Extract all lines that hold "contains" from the records below.

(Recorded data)
Content starts

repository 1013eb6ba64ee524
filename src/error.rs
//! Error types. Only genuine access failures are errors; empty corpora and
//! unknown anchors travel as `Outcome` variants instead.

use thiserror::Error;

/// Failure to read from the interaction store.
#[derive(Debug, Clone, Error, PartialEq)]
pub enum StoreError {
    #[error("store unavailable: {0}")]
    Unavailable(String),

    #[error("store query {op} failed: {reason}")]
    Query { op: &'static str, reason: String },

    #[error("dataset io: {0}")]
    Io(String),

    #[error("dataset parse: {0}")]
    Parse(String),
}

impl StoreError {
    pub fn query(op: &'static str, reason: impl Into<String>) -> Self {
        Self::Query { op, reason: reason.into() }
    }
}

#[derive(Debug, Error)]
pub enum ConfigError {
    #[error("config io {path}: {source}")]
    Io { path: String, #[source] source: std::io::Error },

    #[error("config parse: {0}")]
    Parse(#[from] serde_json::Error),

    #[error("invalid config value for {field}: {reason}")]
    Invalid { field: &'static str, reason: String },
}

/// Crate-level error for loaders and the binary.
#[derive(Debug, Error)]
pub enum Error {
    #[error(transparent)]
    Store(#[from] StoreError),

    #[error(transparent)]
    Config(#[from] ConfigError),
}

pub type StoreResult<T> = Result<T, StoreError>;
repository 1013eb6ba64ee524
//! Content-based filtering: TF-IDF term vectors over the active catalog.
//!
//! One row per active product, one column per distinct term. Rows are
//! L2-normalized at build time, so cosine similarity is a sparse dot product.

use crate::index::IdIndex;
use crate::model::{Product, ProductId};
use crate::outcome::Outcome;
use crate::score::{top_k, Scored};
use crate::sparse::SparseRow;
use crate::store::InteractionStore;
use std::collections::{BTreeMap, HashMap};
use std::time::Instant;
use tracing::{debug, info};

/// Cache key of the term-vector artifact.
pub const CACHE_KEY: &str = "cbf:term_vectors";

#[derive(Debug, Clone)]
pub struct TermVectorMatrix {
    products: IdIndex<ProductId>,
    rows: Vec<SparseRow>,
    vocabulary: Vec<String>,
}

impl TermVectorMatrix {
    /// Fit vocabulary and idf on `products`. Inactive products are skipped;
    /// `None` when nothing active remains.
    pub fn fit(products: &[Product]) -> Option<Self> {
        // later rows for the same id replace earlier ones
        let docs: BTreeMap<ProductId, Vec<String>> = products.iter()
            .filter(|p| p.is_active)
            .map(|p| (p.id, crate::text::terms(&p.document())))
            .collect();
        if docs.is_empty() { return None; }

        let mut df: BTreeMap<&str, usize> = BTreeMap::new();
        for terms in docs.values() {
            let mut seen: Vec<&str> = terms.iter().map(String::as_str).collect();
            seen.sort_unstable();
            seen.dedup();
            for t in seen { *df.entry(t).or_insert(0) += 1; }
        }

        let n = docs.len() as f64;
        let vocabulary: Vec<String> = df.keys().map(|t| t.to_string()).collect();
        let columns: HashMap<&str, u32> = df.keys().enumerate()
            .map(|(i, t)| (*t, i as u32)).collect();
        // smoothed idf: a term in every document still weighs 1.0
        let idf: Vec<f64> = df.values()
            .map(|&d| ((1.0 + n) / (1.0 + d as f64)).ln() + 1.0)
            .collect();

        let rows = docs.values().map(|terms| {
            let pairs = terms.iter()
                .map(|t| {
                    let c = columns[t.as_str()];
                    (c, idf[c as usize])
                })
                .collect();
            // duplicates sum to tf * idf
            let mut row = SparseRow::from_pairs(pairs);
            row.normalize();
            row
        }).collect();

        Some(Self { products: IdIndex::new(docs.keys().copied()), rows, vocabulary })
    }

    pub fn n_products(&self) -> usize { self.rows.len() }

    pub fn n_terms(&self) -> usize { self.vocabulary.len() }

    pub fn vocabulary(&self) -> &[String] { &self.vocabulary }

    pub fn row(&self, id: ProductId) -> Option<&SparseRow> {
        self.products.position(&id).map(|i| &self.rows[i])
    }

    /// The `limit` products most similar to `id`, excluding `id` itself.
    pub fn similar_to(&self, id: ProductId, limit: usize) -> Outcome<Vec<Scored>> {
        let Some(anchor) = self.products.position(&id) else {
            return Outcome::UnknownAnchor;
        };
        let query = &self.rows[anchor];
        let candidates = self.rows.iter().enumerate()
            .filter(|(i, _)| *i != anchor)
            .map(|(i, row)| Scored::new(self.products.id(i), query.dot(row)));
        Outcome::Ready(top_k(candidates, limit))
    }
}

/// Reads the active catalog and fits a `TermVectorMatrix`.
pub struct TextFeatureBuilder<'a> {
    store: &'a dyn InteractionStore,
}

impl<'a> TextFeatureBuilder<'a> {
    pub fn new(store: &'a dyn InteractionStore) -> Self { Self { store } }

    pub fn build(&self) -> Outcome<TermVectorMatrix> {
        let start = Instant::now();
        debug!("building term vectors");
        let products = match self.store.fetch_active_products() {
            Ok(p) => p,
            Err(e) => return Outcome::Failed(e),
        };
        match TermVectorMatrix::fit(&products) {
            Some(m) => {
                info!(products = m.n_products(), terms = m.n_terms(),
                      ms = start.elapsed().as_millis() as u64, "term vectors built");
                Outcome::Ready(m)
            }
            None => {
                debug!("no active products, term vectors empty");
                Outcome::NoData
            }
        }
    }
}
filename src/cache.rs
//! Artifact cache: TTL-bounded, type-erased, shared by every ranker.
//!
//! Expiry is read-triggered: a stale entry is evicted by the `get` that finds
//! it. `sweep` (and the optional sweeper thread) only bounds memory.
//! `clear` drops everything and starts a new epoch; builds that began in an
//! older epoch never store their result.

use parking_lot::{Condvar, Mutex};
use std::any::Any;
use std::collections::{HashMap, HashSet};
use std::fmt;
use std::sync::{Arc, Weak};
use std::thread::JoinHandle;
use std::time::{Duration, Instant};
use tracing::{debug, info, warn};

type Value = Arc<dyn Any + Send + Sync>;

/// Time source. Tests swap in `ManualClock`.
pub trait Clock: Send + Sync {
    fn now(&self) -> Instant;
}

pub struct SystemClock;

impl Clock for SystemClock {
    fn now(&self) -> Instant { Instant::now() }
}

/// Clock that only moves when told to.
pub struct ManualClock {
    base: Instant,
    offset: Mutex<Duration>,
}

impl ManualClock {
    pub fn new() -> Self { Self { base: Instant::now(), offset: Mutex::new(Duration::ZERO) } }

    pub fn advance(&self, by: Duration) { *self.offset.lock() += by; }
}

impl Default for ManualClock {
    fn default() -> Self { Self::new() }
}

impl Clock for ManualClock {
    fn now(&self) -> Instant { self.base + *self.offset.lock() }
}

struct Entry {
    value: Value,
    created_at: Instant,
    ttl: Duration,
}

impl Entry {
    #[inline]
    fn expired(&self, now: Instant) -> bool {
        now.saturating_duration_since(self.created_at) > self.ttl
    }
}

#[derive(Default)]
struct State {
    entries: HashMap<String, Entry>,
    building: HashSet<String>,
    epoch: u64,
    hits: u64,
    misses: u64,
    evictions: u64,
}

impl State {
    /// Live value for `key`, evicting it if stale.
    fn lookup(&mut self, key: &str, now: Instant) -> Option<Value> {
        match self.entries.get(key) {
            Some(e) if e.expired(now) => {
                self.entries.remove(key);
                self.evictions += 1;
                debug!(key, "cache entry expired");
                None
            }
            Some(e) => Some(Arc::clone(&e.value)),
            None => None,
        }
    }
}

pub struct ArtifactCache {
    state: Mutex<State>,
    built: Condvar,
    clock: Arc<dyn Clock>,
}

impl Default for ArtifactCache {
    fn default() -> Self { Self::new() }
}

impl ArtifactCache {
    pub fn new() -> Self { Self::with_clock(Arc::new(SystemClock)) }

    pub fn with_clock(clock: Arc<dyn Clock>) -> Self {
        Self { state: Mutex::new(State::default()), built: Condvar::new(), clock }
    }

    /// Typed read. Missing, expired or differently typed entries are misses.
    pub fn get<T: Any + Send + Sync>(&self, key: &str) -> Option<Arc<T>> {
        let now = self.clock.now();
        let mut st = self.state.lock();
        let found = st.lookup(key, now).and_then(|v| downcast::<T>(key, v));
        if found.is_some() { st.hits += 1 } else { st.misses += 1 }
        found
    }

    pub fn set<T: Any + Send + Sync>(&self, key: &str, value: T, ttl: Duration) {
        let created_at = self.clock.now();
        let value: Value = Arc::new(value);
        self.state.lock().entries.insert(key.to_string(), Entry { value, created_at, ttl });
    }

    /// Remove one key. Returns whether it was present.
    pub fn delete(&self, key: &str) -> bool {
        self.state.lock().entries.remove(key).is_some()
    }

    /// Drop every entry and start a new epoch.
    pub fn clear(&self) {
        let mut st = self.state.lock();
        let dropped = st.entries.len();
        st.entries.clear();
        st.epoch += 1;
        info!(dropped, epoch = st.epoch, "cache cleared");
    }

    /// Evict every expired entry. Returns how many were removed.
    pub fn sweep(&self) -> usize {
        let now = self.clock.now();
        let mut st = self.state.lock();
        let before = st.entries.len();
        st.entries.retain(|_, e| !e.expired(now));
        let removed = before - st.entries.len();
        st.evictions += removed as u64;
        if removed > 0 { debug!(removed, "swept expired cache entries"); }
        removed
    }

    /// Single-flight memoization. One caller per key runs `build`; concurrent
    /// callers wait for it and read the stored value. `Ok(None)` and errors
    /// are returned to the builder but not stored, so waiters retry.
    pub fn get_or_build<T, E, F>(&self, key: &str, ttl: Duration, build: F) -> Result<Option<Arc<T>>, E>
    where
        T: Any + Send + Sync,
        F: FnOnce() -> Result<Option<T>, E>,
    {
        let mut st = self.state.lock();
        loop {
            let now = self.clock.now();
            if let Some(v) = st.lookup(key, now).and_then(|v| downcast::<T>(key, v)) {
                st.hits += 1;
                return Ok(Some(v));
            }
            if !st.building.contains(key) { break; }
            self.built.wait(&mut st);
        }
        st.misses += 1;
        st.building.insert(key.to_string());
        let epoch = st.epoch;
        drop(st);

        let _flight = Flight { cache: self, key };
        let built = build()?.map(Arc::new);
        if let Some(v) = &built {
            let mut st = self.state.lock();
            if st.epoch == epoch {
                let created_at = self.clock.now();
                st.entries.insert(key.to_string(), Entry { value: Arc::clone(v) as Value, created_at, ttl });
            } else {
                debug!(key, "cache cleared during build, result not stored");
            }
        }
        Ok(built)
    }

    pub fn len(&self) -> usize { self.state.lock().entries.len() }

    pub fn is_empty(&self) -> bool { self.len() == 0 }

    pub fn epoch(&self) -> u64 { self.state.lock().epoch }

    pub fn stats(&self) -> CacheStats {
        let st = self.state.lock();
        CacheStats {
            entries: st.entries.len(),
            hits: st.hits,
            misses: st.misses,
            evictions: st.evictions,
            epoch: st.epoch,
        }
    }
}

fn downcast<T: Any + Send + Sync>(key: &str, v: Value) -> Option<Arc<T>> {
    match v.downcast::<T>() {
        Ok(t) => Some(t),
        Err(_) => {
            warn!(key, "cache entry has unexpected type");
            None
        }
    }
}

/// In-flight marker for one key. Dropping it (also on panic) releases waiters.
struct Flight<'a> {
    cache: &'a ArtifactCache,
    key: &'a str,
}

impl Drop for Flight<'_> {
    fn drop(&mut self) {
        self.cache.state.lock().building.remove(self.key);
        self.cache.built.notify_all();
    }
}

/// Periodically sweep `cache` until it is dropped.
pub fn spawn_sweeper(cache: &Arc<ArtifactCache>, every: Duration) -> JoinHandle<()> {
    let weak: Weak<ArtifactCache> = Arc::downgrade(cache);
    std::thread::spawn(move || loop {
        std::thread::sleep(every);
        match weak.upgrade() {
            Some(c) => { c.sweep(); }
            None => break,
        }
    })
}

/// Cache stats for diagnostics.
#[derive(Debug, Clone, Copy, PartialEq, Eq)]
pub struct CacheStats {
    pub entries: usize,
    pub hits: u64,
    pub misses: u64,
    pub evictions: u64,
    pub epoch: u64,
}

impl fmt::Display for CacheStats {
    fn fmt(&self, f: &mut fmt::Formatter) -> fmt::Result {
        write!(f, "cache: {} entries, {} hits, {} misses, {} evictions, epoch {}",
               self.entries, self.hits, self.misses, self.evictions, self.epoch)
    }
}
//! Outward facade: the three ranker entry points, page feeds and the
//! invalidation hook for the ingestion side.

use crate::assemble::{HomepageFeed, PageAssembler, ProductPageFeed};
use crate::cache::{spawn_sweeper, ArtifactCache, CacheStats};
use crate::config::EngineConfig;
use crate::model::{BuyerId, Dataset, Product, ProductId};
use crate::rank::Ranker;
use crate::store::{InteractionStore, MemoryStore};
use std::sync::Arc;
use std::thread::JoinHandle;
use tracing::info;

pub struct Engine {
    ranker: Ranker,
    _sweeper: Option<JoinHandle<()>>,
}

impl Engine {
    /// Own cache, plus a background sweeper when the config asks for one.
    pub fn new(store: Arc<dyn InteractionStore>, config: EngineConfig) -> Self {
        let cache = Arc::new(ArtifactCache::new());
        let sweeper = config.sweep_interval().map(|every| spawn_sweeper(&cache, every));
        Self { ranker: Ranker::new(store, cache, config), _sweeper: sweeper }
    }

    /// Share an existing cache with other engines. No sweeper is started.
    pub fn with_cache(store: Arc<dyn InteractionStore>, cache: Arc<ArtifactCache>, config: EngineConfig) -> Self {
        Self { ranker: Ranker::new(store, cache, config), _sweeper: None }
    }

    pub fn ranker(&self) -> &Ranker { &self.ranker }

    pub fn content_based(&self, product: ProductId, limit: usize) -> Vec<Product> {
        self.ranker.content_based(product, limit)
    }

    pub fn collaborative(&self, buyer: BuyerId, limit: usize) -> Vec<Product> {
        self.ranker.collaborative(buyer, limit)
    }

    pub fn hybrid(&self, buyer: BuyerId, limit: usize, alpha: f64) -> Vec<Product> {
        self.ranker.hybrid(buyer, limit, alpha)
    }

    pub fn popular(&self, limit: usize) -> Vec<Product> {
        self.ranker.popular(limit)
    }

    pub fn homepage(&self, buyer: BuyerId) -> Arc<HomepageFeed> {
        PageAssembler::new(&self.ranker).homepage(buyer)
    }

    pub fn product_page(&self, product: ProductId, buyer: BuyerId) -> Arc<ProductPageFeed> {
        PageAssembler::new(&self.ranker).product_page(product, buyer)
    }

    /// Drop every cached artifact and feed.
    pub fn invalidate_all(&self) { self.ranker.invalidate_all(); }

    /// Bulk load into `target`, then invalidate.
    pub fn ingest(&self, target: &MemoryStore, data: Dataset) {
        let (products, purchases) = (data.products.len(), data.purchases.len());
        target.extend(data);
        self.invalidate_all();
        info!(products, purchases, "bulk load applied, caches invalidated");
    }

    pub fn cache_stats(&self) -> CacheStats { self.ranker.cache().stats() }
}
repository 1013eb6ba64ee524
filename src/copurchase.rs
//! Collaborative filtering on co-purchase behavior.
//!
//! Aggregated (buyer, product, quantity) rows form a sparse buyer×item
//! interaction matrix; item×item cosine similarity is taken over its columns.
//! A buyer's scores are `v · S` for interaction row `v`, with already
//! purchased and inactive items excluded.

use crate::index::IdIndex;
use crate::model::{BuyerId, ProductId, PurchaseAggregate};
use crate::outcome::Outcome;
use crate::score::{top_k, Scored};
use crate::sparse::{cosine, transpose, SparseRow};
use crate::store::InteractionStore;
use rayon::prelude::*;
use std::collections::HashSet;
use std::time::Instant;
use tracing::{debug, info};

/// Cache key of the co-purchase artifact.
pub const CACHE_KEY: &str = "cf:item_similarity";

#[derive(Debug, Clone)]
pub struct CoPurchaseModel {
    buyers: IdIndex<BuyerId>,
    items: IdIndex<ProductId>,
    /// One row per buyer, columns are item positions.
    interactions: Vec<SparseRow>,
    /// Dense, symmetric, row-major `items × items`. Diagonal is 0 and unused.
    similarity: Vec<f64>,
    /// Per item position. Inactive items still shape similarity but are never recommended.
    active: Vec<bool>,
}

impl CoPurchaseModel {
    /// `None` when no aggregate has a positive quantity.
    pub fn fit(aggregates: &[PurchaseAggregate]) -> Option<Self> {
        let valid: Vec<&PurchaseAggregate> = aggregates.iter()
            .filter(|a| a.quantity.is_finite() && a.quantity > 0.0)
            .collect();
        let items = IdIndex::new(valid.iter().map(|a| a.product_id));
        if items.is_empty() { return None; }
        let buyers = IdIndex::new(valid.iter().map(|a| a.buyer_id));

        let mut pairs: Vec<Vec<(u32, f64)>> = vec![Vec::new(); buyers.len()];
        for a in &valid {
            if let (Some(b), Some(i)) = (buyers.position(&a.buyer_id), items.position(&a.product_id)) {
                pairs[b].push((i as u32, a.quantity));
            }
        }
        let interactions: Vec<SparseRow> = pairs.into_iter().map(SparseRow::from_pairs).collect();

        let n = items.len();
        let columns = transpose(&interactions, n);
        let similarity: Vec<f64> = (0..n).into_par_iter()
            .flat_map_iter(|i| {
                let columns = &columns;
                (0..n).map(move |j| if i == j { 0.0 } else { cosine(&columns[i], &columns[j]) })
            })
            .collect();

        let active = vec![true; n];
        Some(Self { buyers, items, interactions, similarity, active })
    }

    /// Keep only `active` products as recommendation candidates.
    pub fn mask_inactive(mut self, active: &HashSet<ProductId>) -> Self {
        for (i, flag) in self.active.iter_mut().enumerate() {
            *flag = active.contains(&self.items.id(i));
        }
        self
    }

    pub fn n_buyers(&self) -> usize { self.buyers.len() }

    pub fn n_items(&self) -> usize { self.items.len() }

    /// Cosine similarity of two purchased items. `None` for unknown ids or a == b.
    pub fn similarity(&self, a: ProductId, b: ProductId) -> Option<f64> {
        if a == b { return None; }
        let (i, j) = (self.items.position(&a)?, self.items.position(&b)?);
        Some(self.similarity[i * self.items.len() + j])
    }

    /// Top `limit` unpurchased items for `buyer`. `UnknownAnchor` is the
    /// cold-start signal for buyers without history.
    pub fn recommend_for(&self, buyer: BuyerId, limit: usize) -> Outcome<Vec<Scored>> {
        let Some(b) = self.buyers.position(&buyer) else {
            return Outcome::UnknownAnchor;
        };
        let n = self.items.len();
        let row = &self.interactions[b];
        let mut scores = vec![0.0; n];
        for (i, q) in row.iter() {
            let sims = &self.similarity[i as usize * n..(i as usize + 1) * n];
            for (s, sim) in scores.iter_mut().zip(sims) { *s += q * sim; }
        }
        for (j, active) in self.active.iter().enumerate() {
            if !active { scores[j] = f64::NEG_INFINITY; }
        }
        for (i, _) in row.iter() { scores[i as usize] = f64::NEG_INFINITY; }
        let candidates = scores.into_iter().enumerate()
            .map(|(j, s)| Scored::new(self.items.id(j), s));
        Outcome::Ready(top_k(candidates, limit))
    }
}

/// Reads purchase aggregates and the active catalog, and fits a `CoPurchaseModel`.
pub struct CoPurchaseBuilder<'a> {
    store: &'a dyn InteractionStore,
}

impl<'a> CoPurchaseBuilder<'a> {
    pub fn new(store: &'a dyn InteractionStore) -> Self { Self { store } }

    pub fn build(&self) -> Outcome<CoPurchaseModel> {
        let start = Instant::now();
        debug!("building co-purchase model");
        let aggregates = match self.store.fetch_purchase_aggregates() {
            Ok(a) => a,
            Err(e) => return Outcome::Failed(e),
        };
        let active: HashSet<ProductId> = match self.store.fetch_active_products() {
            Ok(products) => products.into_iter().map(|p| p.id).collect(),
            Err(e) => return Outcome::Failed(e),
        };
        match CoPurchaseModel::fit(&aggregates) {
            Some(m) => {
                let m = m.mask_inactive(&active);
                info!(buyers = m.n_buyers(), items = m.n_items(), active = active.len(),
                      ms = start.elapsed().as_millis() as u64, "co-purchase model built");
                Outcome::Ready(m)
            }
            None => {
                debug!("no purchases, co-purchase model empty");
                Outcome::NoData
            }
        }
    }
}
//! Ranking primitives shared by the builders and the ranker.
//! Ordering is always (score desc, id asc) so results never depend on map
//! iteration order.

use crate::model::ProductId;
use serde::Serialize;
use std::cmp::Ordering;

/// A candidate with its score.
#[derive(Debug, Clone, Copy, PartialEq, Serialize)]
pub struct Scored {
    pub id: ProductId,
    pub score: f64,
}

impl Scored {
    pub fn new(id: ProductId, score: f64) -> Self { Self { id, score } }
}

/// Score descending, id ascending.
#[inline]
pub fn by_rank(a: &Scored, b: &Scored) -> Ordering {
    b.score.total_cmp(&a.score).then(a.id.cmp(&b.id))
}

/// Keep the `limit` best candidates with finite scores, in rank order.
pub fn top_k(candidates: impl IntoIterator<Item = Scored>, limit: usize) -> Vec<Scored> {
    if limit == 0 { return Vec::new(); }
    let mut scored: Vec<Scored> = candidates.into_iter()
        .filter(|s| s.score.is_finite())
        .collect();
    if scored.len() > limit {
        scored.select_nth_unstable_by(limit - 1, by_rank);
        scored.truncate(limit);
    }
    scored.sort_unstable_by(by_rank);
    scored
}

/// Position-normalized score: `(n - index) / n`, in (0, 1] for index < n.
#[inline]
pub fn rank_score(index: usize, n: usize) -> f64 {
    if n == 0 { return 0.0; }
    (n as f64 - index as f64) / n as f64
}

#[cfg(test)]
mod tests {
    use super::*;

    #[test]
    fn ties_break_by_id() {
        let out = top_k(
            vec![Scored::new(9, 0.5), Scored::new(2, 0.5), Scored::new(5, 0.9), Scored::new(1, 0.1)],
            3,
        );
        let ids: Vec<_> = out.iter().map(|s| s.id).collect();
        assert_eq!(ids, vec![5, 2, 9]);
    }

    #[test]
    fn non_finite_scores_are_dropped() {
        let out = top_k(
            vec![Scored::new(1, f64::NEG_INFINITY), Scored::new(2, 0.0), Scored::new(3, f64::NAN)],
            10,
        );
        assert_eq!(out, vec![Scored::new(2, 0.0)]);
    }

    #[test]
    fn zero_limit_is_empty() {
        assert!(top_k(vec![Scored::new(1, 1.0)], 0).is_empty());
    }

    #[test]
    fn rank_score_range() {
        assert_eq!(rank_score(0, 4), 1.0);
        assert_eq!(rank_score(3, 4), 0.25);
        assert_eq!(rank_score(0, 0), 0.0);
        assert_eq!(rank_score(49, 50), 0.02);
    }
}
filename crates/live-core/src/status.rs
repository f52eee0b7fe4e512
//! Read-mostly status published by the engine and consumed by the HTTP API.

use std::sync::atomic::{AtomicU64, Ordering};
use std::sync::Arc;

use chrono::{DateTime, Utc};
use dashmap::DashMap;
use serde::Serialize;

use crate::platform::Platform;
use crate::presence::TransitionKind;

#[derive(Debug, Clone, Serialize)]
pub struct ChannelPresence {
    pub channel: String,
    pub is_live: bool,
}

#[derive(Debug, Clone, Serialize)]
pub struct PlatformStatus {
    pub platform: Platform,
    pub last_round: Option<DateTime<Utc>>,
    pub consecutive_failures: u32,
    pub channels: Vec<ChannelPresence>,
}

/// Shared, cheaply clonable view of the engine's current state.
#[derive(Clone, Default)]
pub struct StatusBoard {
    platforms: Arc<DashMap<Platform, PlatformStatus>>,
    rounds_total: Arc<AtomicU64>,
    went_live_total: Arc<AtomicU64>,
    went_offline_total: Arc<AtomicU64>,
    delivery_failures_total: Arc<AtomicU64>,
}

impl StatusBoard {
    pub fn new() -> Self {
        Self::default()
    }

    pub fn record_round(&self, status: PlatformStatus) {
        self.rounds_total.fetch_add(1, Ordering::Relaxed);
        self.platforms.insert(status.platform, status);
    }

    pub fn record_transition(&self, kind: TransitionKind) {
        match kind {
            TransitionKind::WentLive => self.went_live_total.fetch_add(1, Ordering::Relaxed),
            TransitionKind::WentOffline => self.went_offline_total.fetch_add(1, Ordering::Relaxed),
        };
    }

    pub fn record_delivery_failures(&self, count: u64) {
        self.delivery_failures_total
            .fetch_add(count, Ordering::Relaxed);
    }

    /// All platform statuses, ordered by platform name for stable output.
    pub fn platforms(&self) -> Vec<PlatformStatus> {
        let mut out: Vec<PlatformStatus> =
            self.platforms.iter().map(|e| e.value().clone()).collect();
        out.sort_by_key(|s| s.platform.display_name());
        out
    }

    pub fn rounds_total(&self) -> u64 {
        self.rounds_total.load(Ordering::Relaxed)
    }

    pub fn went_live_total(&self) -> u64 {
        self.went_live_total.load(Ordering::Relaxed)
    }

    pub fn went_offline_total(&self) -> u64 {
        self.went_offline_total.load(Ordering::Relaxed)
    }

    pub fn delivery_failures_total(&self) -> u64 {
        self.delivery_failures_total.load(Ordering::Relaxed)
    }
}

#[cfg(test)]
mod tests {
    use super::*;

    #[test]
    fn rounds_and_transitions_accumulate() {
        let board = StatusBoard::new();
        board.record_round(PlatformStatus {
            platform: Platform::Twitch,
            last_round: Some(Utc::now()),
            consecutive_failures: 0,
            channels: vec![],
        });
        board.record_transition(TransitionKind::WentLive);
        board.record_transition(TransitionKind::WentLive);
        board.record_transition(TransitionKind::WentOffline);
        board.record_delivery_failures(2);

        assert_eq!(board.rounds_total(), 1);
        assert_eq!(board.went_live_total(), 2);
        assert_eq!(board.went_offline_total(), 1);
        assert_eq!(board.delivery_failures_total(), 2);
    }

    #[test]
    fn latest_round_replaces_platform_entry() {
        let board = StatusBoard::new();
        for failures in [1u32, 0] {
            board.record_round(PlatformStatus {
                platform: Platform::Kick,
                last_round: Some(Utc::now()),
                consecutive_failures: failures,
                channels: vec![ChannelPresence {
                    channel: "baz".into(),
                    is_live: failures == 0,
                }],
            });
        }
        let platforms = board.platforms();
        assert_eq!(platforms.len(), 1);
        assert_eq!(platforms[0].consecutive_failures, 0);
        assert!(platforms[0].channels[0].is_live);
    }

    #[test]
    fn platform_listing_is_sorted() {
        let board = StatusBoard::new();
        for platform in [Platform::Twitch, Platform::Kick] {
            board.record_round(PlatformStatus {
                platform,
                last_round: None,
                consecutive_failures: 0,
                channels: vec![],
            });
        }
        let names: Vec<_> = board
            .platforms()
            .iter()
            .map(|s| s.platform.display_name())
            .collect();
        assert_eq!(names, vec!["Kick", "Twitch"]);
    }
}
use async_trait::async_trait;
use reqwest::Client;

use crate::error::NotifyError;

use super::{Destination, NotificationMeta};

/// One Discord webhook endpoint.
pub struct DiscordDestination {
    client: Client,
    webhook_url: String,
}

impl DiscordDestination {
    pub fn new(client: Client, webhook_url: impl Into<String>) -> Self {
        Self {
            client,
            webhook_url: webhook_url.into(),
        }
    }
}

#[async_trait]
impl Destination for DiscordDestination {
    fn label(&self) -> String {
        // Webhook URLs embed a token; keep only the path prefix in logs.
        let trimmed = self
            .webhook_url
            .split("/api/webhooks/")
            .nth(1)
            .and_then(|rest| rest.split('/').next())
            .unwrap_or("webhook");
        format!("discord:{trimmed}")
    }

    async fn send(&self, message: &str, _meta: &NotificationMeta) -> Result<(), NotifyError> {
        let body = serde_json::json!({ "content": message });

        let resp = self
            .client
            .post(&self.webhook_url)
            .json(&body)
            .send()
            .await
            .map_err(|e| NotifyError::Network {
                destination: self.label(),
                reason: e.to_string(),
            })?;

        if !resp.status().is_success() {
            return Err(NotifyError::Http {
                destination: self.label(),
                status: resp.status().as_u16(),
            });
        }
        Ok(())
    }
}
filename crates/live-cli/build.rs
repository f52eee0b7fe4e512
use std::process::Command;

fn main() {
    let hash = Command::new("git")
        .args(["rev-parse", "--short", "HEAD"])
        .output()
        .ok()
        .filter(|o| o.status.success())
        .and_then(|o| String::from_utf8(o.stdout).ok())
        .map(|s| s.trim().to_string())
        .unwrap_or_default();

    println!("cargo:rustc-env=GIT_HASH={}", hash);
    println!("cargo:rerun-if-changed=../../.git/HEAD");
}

Content ends

Completed exercise –
            if !st.building.contains(key) { break; }
            *flag = active.contains(&self.items.id(i));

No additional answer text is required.